What are the serious environmental issues with GST?
The commodity value chain is inseparably linked to a more fundamental production process i.e the ecological production process.
Goods and services provided for free to human communities by the ecosystem also comes under taxable product.
The GST imposed on commodities that are pivotal to livelihoods for forest tribes in India might not be too beneficial for the value-chain either.
Infrastructure - GST will bring about more transportation of goods and demand for infrastructure.
If road infrastructure growth brings about reasonable land use conversions without factoring in ecological concerns, the net result may not be ecologically favourable.
Clean energy - Diesel is not clean fuel and it does not comes under GST taxation, but under proposed structure there is 5% tax on solar and wind energy.

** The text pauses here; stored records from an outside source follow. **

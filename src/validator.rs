//! # Schema Validator Module
//!
//! Structured bodies and handler return values are checked against named
//! schemas through the [`SchemaValidator`] collaborator. Schemas are compiled
//! once when a route is registered; the request path only runs the compiled
//! form and never takes a lock.
//!
//! The default implementation, [`JsonSchemaValidator`], compiles JSON Schema
//! documents with the `jsonschema` crate and keeps compiled validators in a
//! name-keyed cache so several routes sharing a schema compile it once. The
//! cache can be disabled with `BRRTD_SCHEMA_CACHE=off` (see
//! [`crate::config`]).
//!
//! ## Example
//!
//! ```rust
//! use brrtdispatch::validator::{JsonSchemaValidator, Schema, SchemaValidator};
//! use serde_json::json;
//!
//! let validator = JsonSchemaValidator::default();
//! let schema = Schema::new("Item", json!({
//!     "type": "object",
//!     "required": ["name"],
//!     "properties": {"name": {"type": "string"}}
//! }));
//! let compiled = validator.compile(&schema).unwrap();
//! assert!(compiled.validate(&json!({"name": "widget"})).is_ok());
//! assert!(compiled.validate(&json!({"name": 5})).is_err());
//! ```

use crate::error::FieldError;
use jsonschema::JSONSchema;
use serde_json::Value;
use std::collections::HashMap;
use std::fmt;
use std::sync::{Arc, PoisonError, RwLock};
use tracing::{debug, error, info};

/// A named schema document.
#[derive(Debug, Clone, PartialEq)]
pub struct Schema {
    name: Arc<str>,
    document: Value,
}

impl Schema {
    pub fn new(name: impl AsRef<str>, document: Value) -> Self {
        Self {
            name: Arc::from(name.as_ref()),
            document,
        }
    }

    #[must_use]
    pub fn name(&self) -> &str {
        &self.name
    }

    #[must_use]
    pub fn document(&self) -> &Value {
        &self.document
    }
}

/// Compiles schemas at registration time.
pub trait SchemaValidator: Send + Sync {
    /// Compile `schema` into a reusable validator.
    ///
    /// # Errors
    ///
    /// Returns a human-readable reason when the schema cannot be resolved.
    fn compile(&self, schema: &Schema) -> Result<Arc<dyn CompiledSchema>, String>;
}

/// A compiled schema, shared by every request that uses it.
pub trait CompiledSchema: Send + Sync + fmt::Debug {
    fn schema_name(&self) -> &str;

    /// Validate `raw`, returning the value to hand to the handler.
    ///
    /// # Errors
    ///
    /// One [`FieldError`] per violation. `field` holds the JSON pointer of the
    /// offending location (empty for the document root).
    fn validate(&self, raw: &Value) -> Result<Value, Vec<FieldError>>;
}

/// JSON Schema backed validator with a name-keyed compile cache.
pub struct JsonSchemaValidator {
    cache: RwLock<HashMap<Arc<str>, (Value, Arc<CompiledJsonSchema>)>>,
    cache_enabled: bool,
}

impl JsonSchemaValidator {
    pub fn new(cache_enabled: bool) -> Self {
        info!(
            enabled = cache_enabled,
            "Initializing JSON Schema validator cache"
        );
        Self {
            cache: RwLock::new(HashMap::new()),
            cache_enabled,
        }
    }

    /// Number of compiled schemas held in the cache.
    #[must_use]
    pub fn cached_count(&self) -> usize {
        self.cache
            .read()
            .unwrap_or_else(PoisonError::into_inner)
            .len()
    }

    fn compile_uncached(schema: &Schema) -> Result<Arc<CompiledJsonSchema>, String> {
        match JSONSchema::compile(schema.document()) {
            Ok(compiled) => Ok(Arc::new(CompiledJsonSchema {
                name: Arc::clone(&schema.name),
                compiled,
            })),
            Err(e) => {
                error!(
                    schema_name = %schema.name(),
                    error = %e,
                    "Failed to compile JSON Schema"
                );
                Err(e.to_string())
            }
        }
    }
}

impl Default for JsonSchemaValidator {
    fn default() -> Self {
        Self::new(true)
    }
}

impl fmt::Debug for JsonSchemaValidator {
    fn fmt(&self, f: &mut fmt::Formatter<'_>) -> fmt::Result {
        f.debug_struct("JsonSchemaValidator")
            .field("cache_enabled", &self.cache_enabled)
            .field("cached_count", &self.cached_count())
            .finish()
    }
}

impl SchemaValidator for JsonSchemaValidator {
    fn compile(&self, schema: &Schema) -> Result<Arc<dyn CompiledSchema>, String> {
        if !self.cache_enabled {
            return Self::compile_uncached(schema).map(|c| c as Arc<dyn CompiledSchema>);
        }

        {
            let cache = self.cache.read().unwrap_or_else(PoisonError::into_inner);
            if let Some((document, compiled)) = cache.get(schema.name()) {
                if document != schema.document() {
                    return Err(format!(
                        "schema name '{}' is already registered with a different document",
                        schema.name()
                    ));
                }
                debug!(schema_name = %schema.name(), "Schema validator cache hit");
                return Ok(Arc::clone(compiled) as Arc<dyn CompiledSchema>);
            }
        }

        let compiled = Self::compile_uncached(schema)?;
        let mut cache = self.cache.write().unwrap_or_else(PoisonError::into_inner);
        let entry = cache
            .entry(Arc::clone(&schema.name))
            .or_insert_with(|| (schema.document().clone(), Arc::clone(&compiled)));
        if entry.0 != *schema.document() {
            return Err(format!(
                "schema name '{}' is already registered with a different document",
                schema.name()
            ));
        }
        let cached = Arc::clone(&entry.1);
        info!(
            schema_name = %schema.name(),
            cache_size = cache.len(),
            "Schema validator compiled and cached"
        );
        Ok(cached as Arc<dyn CompiledSchema>)
    }
}

/// A `jsonschema` validator tagged with its schema name.
pub struct CompiledJsonSchema {
    name: Arc<str>,
    compiled: JSONSchema,
}

impl fmt::Debug for CompiledJsonSchema {
    fn fmt(&self, f: &mut fmt::Formatter<'_>) -> fmt::Result {
        f.debug_struct("CompiledJsonSchema")
            .field("name", &self.name)
            .finish_non_exhaustive()
    }
}

impl CompiledSchema for CompiledJsonSchema {
    fn schema_name(&self) -> &str {
        &self.name
    }

    fn validate(&self, raw: &Value) -> Result<Value, Vec<FieldError>> {
        match self.compiled.validate(raw) {
            Ok(()) => Ok(raw.clone()),
            Err(errors) => Err(errors
                .map(|e| FieldError::new(e.instance_path.to_string(), e.to_string()))
                .collect()),
        }
    }
}

#[cfg(test)]
mod tests {
    use super::*;
    use serde_json::json;

    fn item_schema() -> Schema {
        Schema::new(
            "Item",
            json!({
                "type": "object",
                "required": ["name"],
                "properties": {
                    "name": {"type": "string"},
                    "price": {"type": "number", "minimum": 0}
                }
            }),
        )
    }

    #[test]
    fn test_valid_document_passes_through() {
        let v = JsonSchemaValidator::default();
        let compiled = v.compile(&item_schema()).unwrap();
        let raw = json!({"name": "widget", "price": 2.5});
        assert_eq!(compiled.validate(&raw).unwrap(), raw);
        assert_eq!(compiled.schema_name(), "Item");
    }

    #[test]
    fn test_errors_carry_json_pointer() {
        let v = JsonSchemaValidator::default();
        let compiled = v.compile(&item_schema()).unwrap();
        let errors = compiled
            .validate(&json!({"name": "widget", "price": -1}))
            .unwrap_err();
        assert_eq!(errors.len(), 1);
        assert_eq!(errors[0].field, "/price");
    }

    #[test]
    fn test_missing_required_reports_root() {
        let v = JsonSchemaValidator::default();
        let compiled = v.compile(&item_schema()).unwrap();
        let errors = compiled.validate(&json!({})).unwrap_err();
        assert_eq!(errors[0].field, "");
        assert!(errors[0].message.contains("name"));
    }

    #[test]
    fn test_cache_compiles_once_per_name() {
        let v = JsonSchemaValidator::new(true);
        v.compile(&item_schema()).unwrap();
        v.compile(&item_schema()).unwrap();
        assert_eq!(v.cached_count(), 1);
    }

    #[test]
    fn test_conflicting_documents_are_rejected() {
        let v = JsonSchemaValidator::new(true);
        v.compile(&item_schema()).unwrap();
        let other = Schema::new("Item", json!({"type": "string"}));
        let err = v.compile(&other).unwrap_err();
        assert!(err.contains("different document"));
    }

    #[test]
    fn test_disabled_cache_stores_nothing() {
        let v = JsonSchemaValidator::new(false);
        v.compile(&item_schema()).unwrap();
        assert_eq!(v.cached_count(), 0);
    }

    #[test]
    fn test_invalid_schema_fails_to_compile() {
        let v = JsonSchemaValidator::default();
        let bad = Schema::new("Bad", json!({"type": 12}));
        assert!(v.compile(&bad).is_err());
    }
}
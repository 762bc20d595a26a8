//! # brrtdispatch
//!
//! **brrtdispatch** is a small request-dispatch engine: it matches incoming
//! requests against registered path patterns, binds declared handler
//! parameters from the path, query string, headers, cookies and JSON body,
//! invokes synchronous or asynchronous handlers the same way, and maps
//! results and failures onto HTTP responses.
//!
//! ## Architecture
//!
//! - **[`router`]** - `{name}` path patterns and the per-method route table
//! - **[`params`]** - parameter declarations, registration-time classification and per-request binding
//! - **[`validator`]** - JSON Schema compilation and validation of bodies and handler output
//! - **[`handler`]** - the uniform handler abstraction over sync and async callables
//! - **[`dispatcher`]** - registration and the request pipeline
//! - **[`error`]** - HTTP errors raised by handlers and the error → response mapping
//! - **[`middleware`]** - before/after/error hooks (tracing, metrics)
//! - **[`server`]** - request/response model and the HTTP/1.1 transport adapter
//! - **[`config`]**, **[`logging`]**, **[`cli`]** - service plumbing
//!
//! ### Request Handling Flow
//!
//! ```mermaid
//! sequenceDiagram
//!     participant Client
//!     participant Server as HttpServer<br/>(axum adapter)
//!     participant Dispatcher
//!     participant Router
//!     participant Binder as params::bind
//!     participant Handler
//!
//!     Client->>Server: GET /items/42?verbose=yes
//!     Server->>Dispatcher: dispatch(Request)
//!     Dispatcher->>Dispatcher: middleware before hooks
//!     Dispatcher->>Router: route(GET, "/items/42")
//!     alt no pattern matches
//!         Router-->>Client: 404
//!     else pattern matches another method only
//!         Router-->>Client: 405 + Allow
//!     end
//!     Router-->>Dispatcher: RouteMatch {id: "42"}
//!     Dispatcher->>Binder: bind(params, request)
//!     alt conversion or validation errors
//!         Binder-->>Client: 422 {"status":422,"errors":[...]}
//!     end
//!     Dispatcher->>Handler: invoke(Args)
//!     alt HttpError
//!         Handler-->>Client: status + {"status","message"}
//!     else other failure or panic
//!         Handler-->>Client: 500 (detail logged only)
//!     end
//!     Handler-->>Dispatcher: Reply
//!     Dispatcher->>Dispatcher: output validation, middleware after hooks
//!     Dispatcher-->>Client: Response
//! ```
//!
//! ## Quick Start
//!
//! ```no_run
//! use brrtdispatch::prelude::*;
//! use std::sync::Arc;
//!
//! # async fn run() -> anyhow::Result<()> {
//! let mut dispatcher = Dispatcher::new();
//! dispatcher.get(
//!     "/get/{id}",
//!     Handler::sync(|args| {
//!         Ok(serde_json::json!({ "name": args.str("name")?, "id": args.int("id")? }))
//!     })
//!     .param(Param::new("id", ParamType::Int))
//!     .param(Param::new("name", ParamType::Str).with_default("guest")),
//! )?;
//!
//! let config = ServiceConfig::load(None)?;
//! brrtdispatch::server::serve(Arc::new(dispatcher), &config.http).await?;
//! # Ok(())
//! # }
//! ```
//!
//! ## Runtime Considerations
//!
//! The route table is built with `&mut Dispatcher` and then shared read-only
//! behind an `Arc`. [`cli::run_cli`] serves from a single current-thread event
//! loop; requests interleave only where an asynchronous handler awaits.
//! Synchronous handlers run inline on the loop, so long blocking work belongs
//! in an asynchronous handler using `spawn_blocking`. Handler tasks are
//! `Send + 'static`, so embedding the dispatcher in a multi-threaded runtime
//! also works.

pub mod cli;
pub mod config;
pub mod dispatcher;
pub mod error;
pub mod handler;
pub mod ids;
pub mod logging;
pub mod middleware;
pub mod params;
pub mod router;
pub mod server;
pub mod validator;

pub use config::ServiceConfig;
pub use dispatcher::Dispatcher;
pub use error::{DispatchError, FieldError, HttpError, RegistrationError};
pub use handler::{Handler, HandlerError, IntoReply, Json, Reply};
pub use params::{Args, Marker, Param, ParamType};
pub use server::{Request, Response};
pub use validator::Schema;

/// Everything a service needs to declare and register handlers.
pub mod prelude {
    pub use crate::config::ServiceConfig;
    pub use crate::dispatcher::Dispatcher;
    pub use crate::error::HttpError;
    pub use crate::handler::{Handler, HandlerError, Json, Reply};
    pub use crate::params::{Args, Marker, Param, ParamType};
    pub use crate::server::{Cookie, Request, Response};
    pub use crate::validator::Schema;
    pub use http::Method;
}
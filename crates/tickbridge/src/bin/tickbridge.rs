//! # TICKBRIDGE Listener
//!
//! Headless listener: subscribes to the configured bindings, logs every
//! message once per tick and optionally publishes lines read from stdin.
//!
//! ```bash
//! # Defaults: guest@localhost:5672, exchange BuildingSimulation
//! tickbridge
//!
//! # Custom config, 30Hz, stop after a minute, publish stdin lines
//! tickbridge --config tickbridge.toml --tick-rate 30 --duration 60 --echo-stdin
//!
//! # More detail
//! RUST_LOG=tickbridge=trace tickbridge
//! ```

use std::io::BufRead;
use std::path::PathBuf;
use std::sync::atomic::{AtomicBool, Ordering};
use std::sync::Arc;
use std::thread;
use std::time::{Duration, Instant};

use clap::Parser;
use crossbeam_channel::Receiver;
use tickbridge::{BrokerRelay, RelayConfig, TickLoop};
use tickbridge_broker::AmqpBroker;
use tracing::{info, warn};
use tracing_subscriber::EnvFilter;

/// Relay broker messages into a fixed-rate loop.
#[derive(Parser, Debug)]
#[command(name = "tickbridge", version, about)]
struct Args {
    /// TOML config file. Defaults apply when omitted.
    #[arg(short, long)]
    config: Option<PathBuf>,

    /// Ticks per second, overriding the config.
    #[arg(long)]
    tick_rate: Option<u32>,

    /// Stop after this many seconds.
    #[arg(long)]
    duration: Option<u64>,

    /// Publish each stdin line to the configured routing key.
    #[arg(long)]
    echo_stdin: bool,
}

fn main() -> Result<(), Box<dyn std::error::Error>> {
    let args = Args::parse();

    tracing_subscriber::fmt()
        .with_env_filter(EnvFilter::try_from_default_env().unwrap_or_else(|_| EnvFilter::new("info")))
        .init();

    let mut config = match &args.config {
        Some(path) => RelayConfig::load(path)?,
        None => RelayConfig::default(),
    };
    if let Some(rate) = args.tick_rate {
        config.relay.tick_rate = rate;
    }
    config.validate()?;

    info!(
        address = %config.broker.address(),
        exchange = %config.broker.exchange.name,
        bindings = ?config.broker.bindings,
        tick_rate = config.relay.tick_rate,
        "tickbridge starting"
    );

    let running = Arc::new(AtomicBool::new(true));
    install_ctrl_c(Arc::clone(&running))?;

    let payload = config.relay.payload;
    let mut relay = BrokerRelay::from_config(AmqpBroker::new(config.broker.clone()), &config);
    relay.observers().subscribe(move |message| match payload.render(message) {
        Ok(text) => info!(routing_key = message.routing_key(), payload = %text, "received"),
        Err(err) => warn!(
            routing_key = message.routing_key(),
            bytes = message.len(),
            error = %err,
            "received undecodable payload"
        ),
    });

    if relay.open().is_err() {
        warn!("continuing without a broker connection");
    }

    let lines = args.echo_stdin.then(spawn_stdin_reader).transpose()?;
    let deadline = args
        .duration
        .map(|secs| Instant::now() + Duration::from_secs(secs));

    let mut tick_loop = TickLoop::new(config.relay.tick_rate);
    tick_loop.run(&running, |_tick| {
        if let Some(lines) = &lines {
            for line in lines.try_iter() {
                match payload.encode_line(&line) {
                    Ok(bytes) => {
                        relay.publish(&bytes);
                    }
                    Err(err) => warn!(%line, error = %err, "input line not sent"),
                }
            }
        }

        relay.process();

        if deadline.is_some_and(|deadline| Instant::now() >= deadline) {
            running.store(false, Ordering::Release);
        }
    });

    relay.close();
    relay.process();

    let ticks = tick_loop.stats();
    let relayed = relay.stats();
    info!(
        ticks = ticks.total_ticks,
        late_ticks = ticks.late_ticks,
        avg_tick_us = ticks.avg_tick_us,
        forwarded = relayed.forwarded.load(Ordering::Relaxed),
        published = relayed.published.load(Ordering::Relaxed),
        "tickbridge stopped"
    );
    Ok(())
}

/// Clears `running` on Ctrl-C.
fn install_ctrl_c(running: Arc<AtomicBool>) -> std::io::Result<()> {
    let runtime = tokio::runtime::Builder::new_current_thread()
        .enable_all()
        .build()?;

    thread::Builder::new()
        .name("tickbridge-signal".into())
        .spawn(move || {
            runtime.block_on(async {
                if tokio::signal::ctrl_c().await.is_ok() {
                    info!("ctrl-c received, shutting down");
                    running.store(false, Ordering::Release);
                }
            });
        })?;
    Ok(())
}

/// Reads stdin lines on their own thread and hands them to the tick thread.
fn spawn_stdin_reader() -> std::io::Result<Receiver<String>> {
    let (tx, rx) = crossbeam_channel::unbounded();

    thread::Builder::new()
        .name("tickbridge-stdin".into())
        .spawn(move || {
            for line in std::io::stdin().lock().lines() {
                let Ok(line) = line else { break };
                if tx.send(line).is_err() {
                    break;
                }
            }
        })?;
    Ok(rx)
}
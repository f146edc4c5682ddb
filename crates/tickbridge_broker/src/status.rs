//! # Connection Status
//!
//! Lock-free connection state, readable from delivery tasks and the tick
//! thread alike.

use std::fmt;
use std::sync::atomic::{AtomicU8, Ordering};

/// State of a broker connection.
#[derive(Clone, Copy, Debug, PartialEq, Eq, Default)]
#[repr(u8)]
pub enum ConnectionStatus {
    /// Never opened, or the connection dropped.
    #[default]
    Disconnected = 0,
    /// `open` is in progress.
    Connecting = 1,
    /// Open and receiving deliveries.
    Connected = 2,
    /// `open` failed. The client will not receive messages.
    Failed = 3,
    /// Torn down by `close`.
    Closed = 4,
}

impl ConnectionStatus {
    /// Returns true if deliveries can arrive and publishes can be sent.
    #[inline]
    #[must_use]
    pub const fn is_connected(self) -> bool {
        matches!(self, Self::Connected)
    }

    /// Returns true once the client has been closed.
    #[inline]
    #[must_use]
    pub const fn is_closed(self) -> bool {
        matches!(self, Self::Closed)
    }

    const fn from_u8(value: u8) -> Self {
        match value {
            1 => Self::Connecting,
            2 => Self::Connected,
            3 => Self::Failed,
            4 => Self::Closed,
            _ => Self::Disconnected,
        }
    }
}

impl fmt::Display for ConnectionStatus {
    fn fmt(&self, f: &mut fmt::Formatter<'_>) -> fmt::Result {
        let name = match self {
            Self::Disconnected => "disconnected",
            Self::Connecting => "connecting",
            Self::Connected => "connected",
            Self::Failed => "failed",
            Self::Closed => "closed",
        };
        f.write_str(name)
    }
}

/// Atomic cell holding a [`ConnectionStatus`].
#[derive(Debug, Default)]
pub struct SharedStatus(AtomicU8);

impl SharedStatus {
    /// Creates a cell in the given state.
    #[must_use]
    pub const fn new(status: ConnectionStatus) -> Self {
        Self(AtomicU8::new(status as u8))
    }

    /// Reads the current status.
    #[inline]
    #[must_use]
    pub fn load(&self) -> ConnectionStatus {
        ConnectionStatus::from_u8(self.0.load(Ordering::Acquire))
    }

    /// Overwrites the current status.
    #[inline]
    pub fn store(&self, status: ConnectionStatus) {
        self.0.store(status as u8, Ordering::Release);
    }

    /// Moves from `from` to `to` only if the status is still `from`.
    ///
    /// # Returns
    ///
    /// `true` if the transition happened.
    pub fn transition(&self, from: ConnectionStatus, to: ConnectionStatus) -> bool {
        self.0
            .compare_exchange(from as u8, to as u8, Ordering::AcqRel, Ordering::Acquire)
            .is_ok()
    }
}

#[cfg(test)]
mod tests {
    use super::*;

    #[test]
    fn test_status_round_trip_through_cell() {
        let cell = SharedStatus::default();
        assert_eq!(cell.load(), ConnectionStatus::Disconnected);

        for status in [
            ConnectionStatus::Connecting,
            ConnectionStatus::Connected,
            ConnectionStatus::Failed,
            ConnectionStatus::Closed,
        ] {
            cell.store(status);
            assert_eq!(cell.load(), status);
        }
    }

    #[test]
    fn test_transition_only_from_expected_state() {
        let cell = SharedStatus::new(ConnectionStatus::Connected);
        assert!(!cell.transition(ConnectionStatus::Closed, ConnectionStatus::Disconnected));
        assert!(cell.transition(ConnectionStatus::Connected, ConnectionStatus::Disconnected));
        assert_eq!(cell.load(), ConnectionStatus::Disconnected);
    }

    #[test]
    fn test_predicates() {
        assert!(ConnectionStatus::Connected.is_connected());
        assert!(!ConnectionStatus::Failed.is_connected());
        assert!(ConnectionStatus::Closed.is_closed());
        assert_eq!(ConnectionStatus::Failed.to_string(), "failed");
    }
}
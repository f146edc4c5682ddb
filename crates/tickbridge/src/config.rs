//! # Relay Configuration
//!
//! One TOML file with two tables: `[broker]` (see
//! [`BrokerConfig`](tickbridge_broker::BrokerConfig)) and `[relay]`.
//!
//! ```toml
//! [broker]
//! host = "localhost"
//! bindings = ["building.record.click", "building.record.update"]
//!
//! [broker.exchange]
//! name = "BuildingSimulation"
//!
//! [relay]
//! tick_rate = 60
//! publish_routing_key = "building.clicked"
//! payload = "text"
//! ```

use std::path::Path;

use serde::{Deserialize, Serialize};
use tickbridge_broker::{BrokerConfig, ConfigError};
use tickbridge_core::{IntegerListCodec, Message, PayloadCodec, PayloadResult};

use crate::tick::DEFAULT_TICK_RATE;

/// How the listener reads and writes payloads.
#[derive(Clone, Copy, Debug, PartialEq, Eq, Default, Serialize, Deserialize)]
#[serde(rename_all = "lowercase")]
pub enum PayloadKind {
    /// UTF-8 text.
    #[default]
    Text,
    /// JSON array of integers.
    Integers,
}

impl PayloadKind {
    /// Renders a delivered payload for logging.
    ///
    /// # Errors
    ///
    /// Returns an error if the payload does not decode as this kind.
    pub fn render(self, message: &Message) -> PayloadResult<String> {
        match self {
            Self::Text => message.as_text().map(str::to_string),
            Self::Integers => message.decode(&IntegerListCodec::new()).map(|values| format!("{values:?}")),
        }
    }

    /// Turns one line of user input into payload bytes.
    ///
    /// For [`PayloadKind::Integers`] the line is a JSON array or a list of
    /// integers separated by whitespace or commas.
    ///
    /// # Errors
    ///
    /// Returns an error if the line is not valid for this kind.
    pub fn encode_line(self, line: &str) -> PayloadResult<Vec<u8>> {
        match self {
            Self::Text => Ok(line.as_bytes().to_vec()),
            Self::Integers => {
                let codec = IntegerListCodec::new();
                let trimmed = line.trim();
                if trimmed.starts_with('[') {
                    let values = codec.decode(trimmed.as_bytes())?;
                    return codec.encode(&values);
                }
                let joined = trimmed
                    .split(|c: char| c == ',' || c.is_whitespace())
                    .filter(|part| !part.is_empty())
                    .collect::<Vec<_>>()
                    .join(",");
                let values = codec.decode(format!("[{joined}]").as_bytes())?;
                codec.encode(&values)
            }
        }
    }
}

/// Relay-side settings.
#[derive(Clone, Debug, PartialEq, Eq, Serialize, Deserialize)]
#[serde(default)]
pub struct RelaySettings {
    /// Ticks per second.
    pub tick_rate: u32,
    /// Routing key for outgoing messages.
    pub publish_routing_key: String,
    /// Payload format.
    pub payload: PayloadKind,
    /// Initial relay buffer capacity.
    pub buffer_capacity: usize,
}

impl Default for RelaySettings {
    fn default() -> Self {
        Self {
            tick_rate: DEFAULT_TICK_RATE,
            publish_routing_key: "building.clicked".to_string(),
            payload: PayloadKind::Text,
            buffer_capacity: tickbridge_core::DEFAULT_BUFFER_CAPACITY,
        }
    }
}

/// Full listener configuration.
#[derive(Clone, Debug, Default, PartialEq, Eq, Serialize, Deserialize)]
#[serde(default)]
pub struct RelayConfig {
    /// Broker connection and subscriptions.
    pub broker: BrokerConfig,
    /// Relay behaviour.
    pub relay: RelaySettings,
}

impl RelayConfig {
    /// Parses and validates a TOML document.
    ///
    /// # Errors
    ///
    /// Returns [`ConfigError::Parse`] for malformed TOML and
    /// [`ConfigError::Invalid`] for unusable values.
    pub fn from_toml_str(source: &str) -> Result<Self, ConfigError> {
        let config: Self = toml::from_str(source)?;
        config.validate()?;
        Ok(config)
    }

    /// Loads, parses and validates a TOML file.
    ///
    /// # Errors
    ///
    /// Returns [`ConfigError::Io`] if the file cannot be read, otherwise as
    /// [`RelayConfig::from_toml_str`].
    pub fn load(path: impl AsRef<Path>) -> Result<Self, ConfigError> {
        let path = path.as_ref();
        let source = std::fs::read_to_string(path).map_err(|source| ConfigError::Io {
            path: path.to_path_buf(),
            source,
        })?;
        Self::from_toml_str(&source)
    }

    /// Checks both tables.
    ///
    /// # Errors
    ///
    /// Returns [`ConfigError::Invalid`] describing the first problem found.
    pub fn validate(&self) -> Result<(), ConfigError> {
        self.broker.validate()?;
        if self.relay.tick_rate == 0 {
            return Err(ConfigError::Invalid("tick_rate must be at least 1".into()));
        }
        if self.relay.publish_routing_key.is_empty() {
            return Err(ConfigError::Invalid(
                "publish_routing_key must not be empty".into(),
            ));
        }
        Ok(())
    }
}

The carbon tax (or coal cess), which was thought to be a source of funding for clean energy projects through the National Clean Energy Fund, will now feed the GST Compensation Fund — a fund meant to compensate various state governments for any loss in revenue arising out of the goods and services tax.
With the costs for coal projected to fall by almost 7%, the GST regime clearly moves the “terms-of-trade” in favour of coal from the cleaner sources of energy.
Chemicals - On the other hand, a 12% GST on fertilisers, up from the 4-8% rates escalates the prices of fertilisers.
As per certain estimates, the prices for urea, the most commonly used fertiliser, may increase by Rs. 300 to Rs. 400 per tonne.
Most States did not levy any value-added tax (VAT) on micronutrients, organic manure and bio-fertilisers, the 12-per cent GST rate will mean a rise in retail prices of these minor fertilisers.
Tobacco -The tax on tendu leaf, a Minor Forest Produce (MFP) used to roll beedi, which is the financial lifeline of many tribes of Central India is now set at 18%.
When the government has already imposed 28% on finished beedi with the health concerns with tobacco consumption looming large.
The 18% GST on collected tendu leaf selling goes against the fundamental essence of equity under which Forest Rights Act (FRA) of 2006.
This act exempted incomes obtained from sale of non-timber forest products from taxation.
GST on tendu leaves is akin to taxing ecosystem services, which provide livelihood to poor.